(Saved entries)
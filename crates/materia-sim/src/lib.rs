#![forbid(unsafe_code)]
//! materia-sim library.
//!
//! Deterministic simulation harness for the materiality selection engine.
//! A seeded driver plays the host role around a real [`materia_core::SelectionEngine`]:
//! it advances a simulated clock, fires user edits, captures backend echoes
//! and replays them late (sometimes mutated), fails and delays save
//! completions, and injects stray callbacks. An oracle checks structural
//! and intent invariants after every step, and a drain phase verifies that
//! a quiescent session leaves every surviving local intent durable.
//!
//! ```text
//! seed ──▶ DeterministicRng ──▶ SimulatedClock
//!                 │
//!                 ▼
//!          Simulation::step ──▶ SelectionEngine ──▶ MemoryAdapter
//!                 │                    │
//!            fault queues         SelectionOracle ──▶ violations
//! ```
//!
//! Identical seeds produce identical traces, so any failing seed can be
//! replayed in isolation with [`replay_seed`].
//!
//! # Conventions
//!
//! - **Errors**: `anyhow::Result` throughout; invariant violations are data
//!   in the result, never errors.
//! - **Logging**: `tracing` macros (`debug!`) with structured fields.

pub mod campaign;
pub mod clock;
pub mod driver;
pub mod oracle;
pub mod rng;

pub use campaign::{
    CampaignConfig, CampaignReport, ReplayReport, SeedFailure, format_violation, replay_seed,
    run_campaign, run_single_seed, stale_echoes_applied,
};
pub use clock::{ClockConfig, SimulatedClock};
pub use driver::{
    ActionCounts, EchoKind, FaultConfig, IntentKind, IntentLedger, IntentRecord, REPORT_ID,
    Simulation, SimulationConfig, SimulationResult, TraceAction, TraceEvent,
};
pub use oracle::{InvariantViolation, OracleResult, SelectionOracle};
pub use rng::DeterministicRng;
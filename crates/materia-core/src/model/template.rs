use serde::{Deserialize, Serialize};

use super::issue::IssueId;

/// One predefined issue definition from the host's reference catalog.
///
/// The catalog itself (the ~100 ESRS topic definitions) is host-supplied
/// input; the engine only consults it to deduplicate `add_issue` calls.
#[derive(Debug, Clone, PartialEq, Eq, Serialize, Deserialize)]
pub struct IssueTemplate {
    pub id: IssueId,
    pub name: String,
    pub description: String,
}

impl IssueTemplate {
    pub fn new(
        id: impl Into<String>,
        name: impl Into<String>,
        description: impl Into<String>,
    ) -> Self {
        Self {
            id: IssueId::new(id),
            name: name.into(),
            description: description.into(),
        }
    }
}

/// Host-supplied set of predefined issue templates.
#[derive(Debug, Clone, Default, PartialEq, Eq, Serialize, Deserialize)]
#[serde(transparent)]
pub struct TemplateCatalog {
    templates: Vec<IssueTemplate>,
}

impl TemplateCatalog {
    #[must_use]
    pub const fn new(templates: Vec<IssueTemplate>) -> Self {
        Self { templates }
    }

    #[must_use]
    pub const fn empty() -> Self {
        Self {
            templates: Vec::new(),
        }
    }

    /// Find a template whose name and description both match exactly.
    #[must_use]
    pub fn matching(&self, name: &str, description: &str) -> Option<&IssueTemplate> {
        self.templates
            .iter()
            .find(|t| t.name == name && t.description == description)
    }

    #[must_use]
    pub fn len(&self) -> usize {
        self.templates.len()
    }

    #[must_use]
    pub fn is_empty(&self) -> bool {
        self.templates.is_empty()
    }

    pub fn iter(&self) -> impl Iterator<Item = &IssueTemplate> {
        self.templates.iter()
    }
}
use serde::{Deserialize, Serialize};

/// Small deterministic RNG behind every simulated choice.
///
/// A plain 64-bit LCG: portable, allocation-free, and identical on every
/// platform, which is all a replayable simulation needs.
#[derive(Debug, Clone, Copy, PartialEq, Eq, Serialize, Deserialize)]
pub struct DeterministicRng {
    state: u64,
}

impl DeterministicRng {
    /// Seed the generator. Identical seeds yield identical streams.
    #[must_use]
    pub const fn new(seed: u64) -> Self {
        Self {
            state: seed ^ 0x9E37_79B9_7F4A_7C15,
        }
    }

    /// Next pseudo-random `u64`.
    #[must_use]
    pub fn next_u64(&mut self) -> u64 {
        self.state = self
            .state
            .wrapping_mul(6_364_136_223_846_793_005)
            .wrapping_add(1_442_695_040_888_963_407);
        self.state
    }

    /// Next value in `[0, upper_exclusive)`; zero bound yields zero.
    #[must_use]
    pub fn next_bounded(&mut self, upper_exclusive: u64) -> u64 {
        if upper_exclusive == 0 {
            return 0;
        }
        self.next_u64() % upper_exclusive
    }

    /// Next millisecond count in `[lo, hi]`. Degenerate ranges collapse
    /// to `lo`.
    #[must_use]
    pub fn next_range_ms(&mut self, lo: i64, hi: i64) -> i64 {
        if hi <= lo {
            return lo;
        }
        let span = hi.saturating_sub(lo).saturating_add(1);
        let span_u64 = u64::try_from(span).unwrap_or(u64::MAX);
        let offset = i64::try_from(self.next_bounded(span_u64)).unwrap_or(0);
        lo.saturating_add(offset)
    }

    /// Bernoulli trial with integer percent.
    #[must_use]
    pub fn hit_rate_percent(&mut self, percent: u8) -> bool {
        if percent == 0 {
            return false;
        }
        if percent >= 100 {
            return true;
        }
        self.next_bounded(100) < u64::from(percent)
    }
}
impl SelectionEngine {
    /// Create an empty engine over a caller-supplied template catalog.
    ///
    /// # Errors
    ///
    /// Fails if the configuration is invalid (negative durations, zero
    /// op-history cap, guard wider than the freshness window).
    pub fn new(config: EngineConfig, catalog: TemplateCatalog) -> anyhow::Result<Self> {
        config.validate()?;
        let store = IssueStore::new(catalog, config.op_history_cap);
        let reconciler = Reconciler::new(config.guard_window_ms, config.cooldown_ms);
        let save_queue = SaveQueue::new(config.debounce.clone());
        Ok(Self {
            config,
            store,
            state: ReconcileState::new(),
            reconciler,
            save_queue,
            selected_ids: BTreeSet::new(),
            diagnostics: Vec::new(),
            last_decision: None,
        })
    }

    // -- hydration ----------------------------------------------------------

    /// Load a canonical list and selected-id set, discarding all prior
    /// engine state (ops, reconcile memory, pending saves).
    ///
    /// Loaded `is_material` flags are folded into the intended selection
    /// once, here; afterwards selection truth lives in the selected-id
    /// set, the op log, and the reconcile state.
    pub fn initialize(
        &mut self,
        issues: Vec<MaterialityIssue>,
        selected_ids: BTreeSet<IssueId>,
        now_ms: i64,
    ) -> PartitionSnapshot {
        let catalog = self.store.catalog().clone();
        self.store = IssueStore::with_issues(catalog, issues, self.config.op_history_cap);
        self.state = ReconcileState::new();
        self.reconciler = Reconciler::new(self.config.guard_window_ms, self.config.cooldown_ms);
        self.save_queue = SaveQueue::new(self.config.debounce.clone());
        self.selected_ids = selected_ids;
        self.selected_ids.extend(self.store.material_ids());
        self.diagnostics.clear();

        self.reconcile(ReconcileTrigger::Init, now_ms);
        self.snapshot(now_ms)
    }

    // -- local mutations ----------------------------------------------------

    /// Select or deselect an issue (the render layer's toggle intent).
    ///
    /// # Errors
    ///
    /// Same as [`Self::set_field`].
    pub fn toggle(
        &mut self,
        id: &IssueId,
        select: bool,
        now_ms: i64,
    ) -> Result<StoreEffect, StoreError> {
        self.set_field(id, IssueField::IsMaterial, &FieldValue::Flag(select), now_ms)
    }

    /// Edit one field on a record.
    ///
    /// Selection edits re-partition immediately; other field edits only
    /// schedule a save (they cannot change pool membership).
    ///
    /// # Errors
    ///
    /// [`StoreError::IssueNotFound`] for unknown ids,
    /// [`StoreError::InvalidField`] when coercion rejects the value.
    pub fn set_field(
        &mut self,
        id: &IssueId,
        field: IssueField,
        value: &FieldValue,
        now_ms: i64,
    ) -> Result<StoreEffect, StoreError> {
        let effect = self.store.set_field(id, field, value, now_ms)?;
        if let Some(class) = effect.save_class() {
            self.save_queue.mark_dirty(class, now_ms);
        }
        if effect.is_applied() && field == IssueField::IsMaterial {
            if self.store.get(id).is_some_and(|issue| issue.is_material) {
                self.selected_ids.insert(id.clone());
            } else {
                self.selected_ids.remove(id);
            }
            self.reconcile(ReconcileTrigger::LocalMutation, now_ms);
        }
        Ok(effect)
    }

    /// Add an issue by display text; see the store for dedup rules.
    pub fn add_issue(&mut self, name: &str, description: &str, now_ms: i64) -> AddOutcome {
        let outcome = self.store.add_issue(name, description, now_ms);
        self.after_add(&outcome, now_ms);
        outcome
    }

    /// Add an issue under a caller-chosen id.
    ///
    /// # Errors
    ///
    /// [`StoreError::DuplicateId`] if the id is already in the list.
    pub fn add_issue_with_id(
        &mut self,
        id: IssueId,
        name: &str,
        description: &str,
        now_ms: i64,
    ) -> Result<AddOutcome, StoreError> {
        let outcome = self.store.add_issue_with_id(id, name, description, now_ms)?;
        self.after_add(&outcome, now_ms);
        Ok(outcome)
    }

    /// Deselect an issue: predefined records keep their row, custom
    /// records are removed entirely.
    ///
    /// # Errors
    ///
    /// [`StoreError::IssueNotFound`] for unknown ids.
    pub fn deselect(&mut self, id: &IssueId, now_ms: i64) -> Result<DeselectOutcome, StoreError> {
        let outcome = self.store.deselect(id, now_ms)?;
        if let Some(class) = outcome.save_class() {
            self.selected_ids.remove(id);
            self.save_queue.mark_dirty(class, now_ms);
            self.reconcile(ReconcileTrigger::LocalMutation, now_ms);
        }
        Ok(outcome)
    }

    // -- external updates ---------------------------------------------------

    /// Replace the canonical list with an externally recomputed one.
    ///
    /// `basis` is the engine version the sender derived its list from;
    /// records contradicted by newer local ops are fixed up before the
    /// list is adopted.
    pub fn apply_canonical(
        &mut self,
        issues: Vec<MaterialityIssue>,
        basis: StateVersion,
        now_ms: i64,
    ) -> ReconcileDecision {
        let fixed = self.arbitrate_canonical(issues, basis);
        self.store.replace_issues(fixed);
        self.reconcile(ReconcileTrigger::CanonicalUpdate, now_ms)
    }

    /// Replace the external selected-id set.
    ///
    /// Ids toggled locally after `basis` override the incoming set; for
    /// all other ids the set is authoritative and stale reconcile memory
    /// is dropped.
    pub fn apply_selected_ids(
        &mut self,
        selected: BTreeSet<IssueId>,
        basis: StateVersion,
        now_ms: i64,
    ) -> ReconcileDecision {
        let fixed = self.arbitrate_selected(selected, basis);
        self.selected_ids = fixed;
        self.reconcile(ReconcileTrigger::SelectionUpdate, now_ms)
    }

    /// Fold survey-aggregated stakeholder relevance into the records.
    ///
    /// Pool membership is untouched; the merge schedules a bulk save.
    pub fn apply_relevance(&mut self, relevance_by_id: &BTreeMap<IssueId, f64>, now_ms: i64) {
        let merged = merge_relevance(self.store.issues(), relevance_by_id);
        self.store.replace_issues(merged);
        self.save_queue.mark_dirty(SaveClass::Bulk, now_ms);
    }

    /// Housekeeping tick: runs a pass if a self-heal is due.
    pub fn tick(&mut self, now_ms: i64) -> ReconcileDecision {
        self.reconcile(ReconcileTrigger::Maintenance, now_ms)
    }

    // -- persistence cycle --------------------------------------------------

    /// Cut a save batch if one is due and none is in flight.
    pub fn poll_save(&mut self, now_ms: i64) -> Option<SaveBatch> {
        self.save_queue.poll(now_ms, self.store.issues())
    }

    /// Report the adapter's verdict on a batch from [`Self::poll_save`].
    ///
    /// Failures keep the in-memory state and schedule a retry; optimistic
    /// edits are never rolled back.
    pub fn complete_save(&mut self, seq: u64, ok: bool, now_ms: i64) {
        self.save_queue.complete(seq, ok, now_ms);
    }

    // -- views --------------------------------------------------------------

    /// Owned snapshot of both pools for the render layer.
    #[must_use]
    pub fn snapshot(&self, now_ms: i64) -> PartitionSnapshot {
        PartitionSnapshot::capture(self.store.issues(), self.store.version(), now_ms)
    }

    /// Canonical list in its current adopted form.
    #[must_use]
    pub fn issues(&self) -> &[MaterialityIssue] {
        self.store.issues()
    }

    /// Look up a record by id.
    #[must_use]
    pub fn get(&self, id: &IssueId) -> Option<&MaterialityIssue> {
        self.store.get(id)
    }

    /// True while a recorded op for `id` is inside the freshness window.
    #[must_use]
    pub fn is_fresh(&self, id: &IssueId, now_ms: i64) -> bool {
        self.store
            .ops()
            .is_fresh(id, self.config.freshness_window_ms, now_ms)
    }

    /// Current state version (bumped by every applied local mutation).
    #[must_use]
    pub const fn version(&self) -> StateVersion {
        self.store.version()
    }

    /// Diagnostics from the most recent partition pass.
    #[must_use]
    pub fn diagnostics(&self) -> &[PartitionDiagnostic] {
        &self.diagnostics
    }

    /// Outcome of the most recent reconciliation check.
    #[must_use]
    pub const fn last_decision(&self) -> Option<ReconcileDecision> {
        self.last_decision
    }

    #[must_use]
    pub const fn is_save_in_flight(&self) -> bool {
        self.save_queue.is_save_in_flight()
    }

    #[must_use]
    pub const fn is_dirty(&self) -> bool {
        self.save_queue.is_dirty()
    }

    #[must_use]
    pub const fn save_stats(&self) -> &SaveStats {
        self.save_queue.stats()
    }

    #[must_use]
    pub const fn config(&self) -> &EngineConfig {
        &self.config
    }

    // -- internals ----------------------------------------------------------

    fn after_add(&mut self, outcome: &AddOutcome, now_ms: i64) {
        if let Some(class) = outcome.save_class() {
            self.selected_ids.insert(outcome.id.clone());
            self.save_queue.mark_dirty(class, now_ms);
            self.reconcile(ReconcileTrigger::LocalMutation, now_ms);
        }
    }

    fn reconcile(&mut self, trigger: ReconcileTrigger, now_ms: i64) -> ReconcileDecision {
        let selected = self.selected_ids.clone();
        let decision = self.reconciler.decide(
            trigger,
            &selected,
            self.store.issues(),
            self.store.ops(),
            now_ms,
        );
        if decision.should_run() {
            self.run_pass(&selected, now_ms);
        }
        self.last_decision = Some(decision);
        decision
    }

    fn run_pass(&mut self, selected: &BTreeSet<IssueId>, now_ms: i64) {
        self.reconciler.begin();
        let outcome = partition(
            self.store.issues(),
            selected,
            &self.state,
            self.store.ops(),
            now_ms,
            self.config.freshness_window_ms,
        );
        self.store.adopt(&outcome);
        self.reconciler.complete(&outcome, selected, now_ms);

        self.state = outcome.state;
        let live: BTreeSet<IssueId> = self
            .store
            .issues()
            .iter()
            .filter(|issue| !issue.id.is_blank())
            .map(|issue| issue.id.clone())
            .collect();
        self.state.retain_ids(&live);

        if !outcome.diagnostics.is_empty() {
            warn!(
                count = outcome.diagnostics.len(),
                "partition pass produced diagnostics"
            );
        }
        self.diagnostics = outcome.diagnostics;
    }

    fn arbitrate_canonical(
        &self,
        mut incoming: Vec<MaterialityIssue>,
        basis: StateVersion,
    ) -> Vec<MaterialityIssue> {
        // Custom issues removed locally after the basis stay removed.
        incoming.retain(|issue| {
            let removed_locally = issue.id.is_custom()
                && self.store.get(&issue.id).is_none()
                && self
                    .store
                    .ops()
                    .latest(&issue.id)
                    .is_some_and(|op| op.version > basis && op.kind == OpKind::Deselect);
            if removed_locally {
                debug!(id = %issue.id, %basis, "dropping resurrected custom issue");
            }
            !removed_locally
        });

        // Selection flags toggled after the basis keep their local side even
        // when the next pass is deferred. Other fields are last-writer-wins.
        for issue in &mut incoming {
            if let Some(op) = self.store.ops().latest(&issue.id) {
                if op.version > basis {
                    issue.is_material = op.kind == OpKind::Select;
                }
            }
        }

        // Issues touched locally after the basis must not vanish because
        // the sender has not seen them yet.
        let present: BTreeSet<&IssueId> = incoming.iter().map(|issue| &issue.id).collect();
        let mut carried = Vec::new();
        for issue in self.store.issues() {
            let newer_op = self
                .store
                .ops()
                .latest(&issue.id)
                .is_some_and(|op| op.version > basis);
            if newer_op && !present.contains(&issue.id) {
                debug!(id = %issue.id, %basis, "carrying local issue missing from stale canonical");
                carried.push(issue.clone());
            }
        }
        incoming.extend(carried);
        incoming
    }

    fn arbitrate_selected(
        &mut self,
        mut selected: BTreeSet<IssueId>,
        basis: StateVersion,
    ) -> BTreeSet<IssueId> {
        // Newer local ops override the incoming set.
        for op in self.store.ops().iter() {
            if op.version > basis {
                match op.kind {
                    OpKind::Select => {
                        selected.insert(op.id.clone());
                        self.state.note_selected(&op.id);
                    }
                    OpKind::Deselect => {
                        selected.remove(&op.id);
                        self.state.note_deselected(&op.id);
                    }
                }
            }
        }

        // Everything else: the set is authoritative, so stale reconcile
        // memory that contradicts it must go.
        let remembered: Vec<IssueId> = self
            .state
            .known_material()
            .iter()
            .chain(self.state.explicitly_deselected().iter())
            .cloned()
            .collect();
        for id in remembered {
            let newer_op = self
                .store
                .ops()
                .latest(&id)
                .is_some_and(|op| op.version > basis);
            if newer_op {
                continue;
            }
            if selected.contains(&id) {
                self.state.note_selected(&id);
            } else {
                self.state.forget(&id);
            }
        }
        selected
    }
}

▸ **What to produce**: Given the records above, reproduce precisely and only the lines between the line holding "self.reconciler.begin();" and the line holding "basis stay removed.", inclusive.

▸ **Task output**:
        self.reconciler.begin();
        let outcome = partition(
            self.store.issues(),
            selected,
            &self.state,
            self.store.ops(),
            now_ms,
            self.config.freshness_window_ms,
        );
        self.store.adopt(&outcome);
        self.reconciler.complete(&outcome, selected, now_ms);

        self.state = outcome.state;
        let live: BTreeSet<IssueId> = self
            .store
            .issues()
            .iter()
            .filter(|issue| !issue.id.is_blank())
            .map(|issue| issue.id.clone())
            .collect();
        self.state.retain_ids(&live);

        if !outcome.diagnostics.is_empty() {
            warn!(
                count = outcome.diagnostics.len(),
                "partition pass produced diagnostics"
            );
        }
        self.diagnostics = outcome.diagnostics;
    }

    fn arbitrate_canonical(
        &self,
        mut incoming: Vec<MaterialityIssue>,
        basis: StateVersion,
    ) -> Vec<MaterialityIssue> {
        // Custom issues removed locally after the basis stay removed.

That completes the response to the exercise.